The NSF award allocates $250,000 per year for five years to partnership-planning activities that include scientific workshops and participation by U.S. scientists in the TMT Science Advisory Committee and the TMT Collaborative Board.

The five-year program of engagement and planning will deliver a plan that addresses science, education and public outreach, instrumentation, and operation of the facility from the perspective of the U.S. astronomy community. This plan will be developed and refined in a series of joint meetings bringing together all U.S. and international stakeholders.

The National Optical Astronomy Observatory (NOAO) in Tucson, AZ will play an important role in carrying out the activities of the cooperative agreement.

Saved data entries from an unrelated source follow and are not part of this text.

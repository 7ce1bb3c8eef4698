//! Toolchain identity for CMake-driven builds.
//!
//! The resolver only needs coarse facts about the host: which compiler
//! family CMake will pick up, which OS family it runs on, and whether the
//! Ninja generator is installed. Detection lives in [`detect`].
//!
//! Compiler family detection priority:
//! 1. Explicit `--compiler` selection
//! 2. Environment variables (CC, CXX)
//! 3. Host default (MSVC on Windows, Apple Clang on macOS, GCC elsewhere)

use std::fmt;
use std::path::{Path, PathBuf};
use std::str::FromStr;

use serde::Serialize;

mod detect;

pub use detect::{detect_compiler_family, find_cmake, find_interpreter};

/// Name of the fast parallel generator.
pub const FAST_GENERATOR: &str = "Ninja";

/// The family of the C/C++ compiler CMake will use.
#[derive(Debug, Clone, Copy, PartialEq, Eq, Serialize)]
#[serde(rename_all = "kebab-case")]
pub enum CompilerFamily {
    /// GCC (GNU Compiler Collection)
    Gcc,
    /// Clang/LLVM
    Clang,
    /// Apple Clang (macOS)
    AppleClang,
    /// Microsoft Visual C++
    Msvc,
}

impl CompilerFamily {
    pub fn as_str(&self) -> &'static str {
        match self {
            CompilerFamily::Gcc => "gcc",
            CompilerFamily::Clang => "clang",
            CompilerFamily::AppleClang => "apple-clang",
            CompilerFamily::Msvc => "msvc",
        }
    }

    /// Whether this compiler drives Visual Studio style generators.
    pub fn is_msvc(&self) -> bool {
        matches!(self, CompilerFamily::Msvc)
    }
}

impl fmt::Display for CompilerFamily {
    fn fmt(&self, f: &mut fmt::Formatter<'_>) -> fmt::Result {
        f.write_str(self.as_str())
    }
}

impl FromStr for CompilerFamily {
    type Err = String;

    fn from_str(s: &str) -> Result<Self, Self::Err> {
        match s.to_ascii_lowercase().as_str() {
            "gcc" | "gnu" => Ok(CompilerFamily::Gcc),
            "clang" | "llvm" => Ok(CompilerFamily::Clang),
            "apple-clang" | "appleclang" => Ok(CompilerFamily::AppleClang),
            "msvc" | "cl" => Ok(CompilerFamily::Msvc),
            other => Err(format!(
                "unknown compiler family `{}` (expected gcc, clang, apple-clang or msvc)",
                other
            )),
        }
    }
}

/// Host operating system family.
#[derive(Debug, Clone, Copy, PartialEq, Eq, Serialize)]
#[serde(rename_all = "lowercase")]
pub enum OsFamily {
    Windows,
    Darwin,
    Linux,
    Other,
}

impl OsFamily {
    /// Detect the family of the running host.
    pub fn host() -> Self {
        Self::from_os(std::env::consts::OS)
    }

    /// Map a Rust `target_os` style name to a family.
    pub fn from_os(os: &str) -> Self {
        match os {
            "windows" => OsFamily::Windows,
            "macos" | "ios" | "darwin" => OsFamily::Darwin,
            "linux" => OsFamily::Linux,
            _ => OsFamily::Other,
        }
    }

    pub fn is_darwin(&self) -> bool {
        matches!(self, OsFamily::Darwin)
    }
}

/// Capability probe for a generator's executable.
///
/// A miss is not an error: callers fall back to CMake's default generator.
pub trait GeneratorProbe {
    /// Locate the executable backing `generator`, if installed.
    fn locate(&self, generator: &str) -> Option<PathBuf>;
}

/// Probe that looks in an optional directory, then on `PATH`.
#[derive(Debug, Clone, Default)]
pub struct PathProbe {
    search_dir: Option<PathBuf>,
}

impl PathProbe {
    pub fn new() -> Self {
        PathProbe::default()
    }

    /// Check `dir` before falling back to `PATH`.
    pub fn with_search_dir(mut self, dir: Option<PathBuf>) -> Self {
        self.search_dir = dir;
        self
    }

    fn executable_name(generator: &str) -> Option<&'static str> {
        match generator {
            FAST_GENERATOR => Some("ninja"),
            _ => None,
        }
    }

    fn in_dir(dir: &Path, exe: &str) -> Option<PathBuf> {
        let candidates = [
            dir.join(exe),
            dir.join(format!("{}{}", exe, std::env::consts::EXE_SUFFIX)),
        ];
        candidates.into_iter().find(|p| p.is_file())
    }
}

impl GeneratorProbe for PathProbe {
    fn locate(&self, generator: &str) -> Option<PathBuf> {
        let exe = Self::executable_name(generator)?;

        if let Some(ref dir) = self.search_dir {
            if let Some(path) = Self::in_dir(dir, exe) {
                return Some(path);
            }
            tracing::debug!("{} not found in {}", exe, dir.display());
        }

        which::which(exe).ok()
    }
}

NOAO will establish a U.S. TMT liaison activity within its System Community Development group and NOAO astronomer Todd Boroson has been selected as the U.S. TMT Liaison Scientist.

“With this award by the NSF, an important process has begun of engaging the astronomical community in the ongoing design and development of TMT,” Boroson said. “Astronomers nationwide have a great opportunity to offer their expertise in advancing the TMT project.”

The TMT partnership plans to initiate construction in 2014. At present, the NSF does not commit to helping fund the construction costs of TMT; however TMT planning allows the entry of the NSF later in the construction period. TMT’s development plan calls for it to provide valuable research opportunities and discoveries for 50 years.

As the partnership planning moves ahead as a result of the NSF award, international partner organizations and their governments will soon be able to consult more closely on TMT’s development.

“We are delighted by the dialog the NSF partnership-planning award enables. This elevates the dialog to the national and international levels,” said Ed Stone, David Morrisroe Professor of Physics at Caltech, and Vice-Chair of the TMT Collaborative Board.

Specific opportunities for the U.S. astronomical community to become involved in planning a potential public-private partnership in TMT include a U.S. TMT Science Working Group (U.S. TMT SWG), established and led by NOAO, charged with seeking consensus within the U.S. community on TMT-related science issues.

As well, during the winter meeting of the American Astronomical Society, a TMT “town hall” meeting will be scheduled. This multi-hour session will provide annual reports to the U.S. community on TMT status, plans, and opportunities and provide a forum for U.S. community presentations, dialog, and engagement.

An annual TMT Science Forum will be the principal means by which planning with the U.S. community and the current partnership, will explore, in depth, the scientific opportunities for the U.S., and enhancements to TMT capabilities.

In addition to these activities, NOAO, through the U.S. TMT SWG, will produce and deliver a document presenting the results of this program to the TMT project and to the NSF.

An initial version of this document will be issued at the end of the first three years of this program. A final version will be issued at the program’s conclusion.

Thirty Meter Telescope, astronomy’s next-generation observatory will be the most advanced and capable telescope on Earth. TMT will take us on an exciting journey of discovery that will explore the origin of galaxies, and uncover previously hidden details of our universe.

The TMT project is an international partnership among ACURA, an organization of Canadian Universities, California Institute of Technology, Department of Science and Technology of India, National Astronomical Observatories of the Chinese Academy of Sciences, National Astronomical Observatory of Japan, and University of California.

The Thirty Meter Telescope Board is committed to integrating culture, science, sustainability, and education into the project.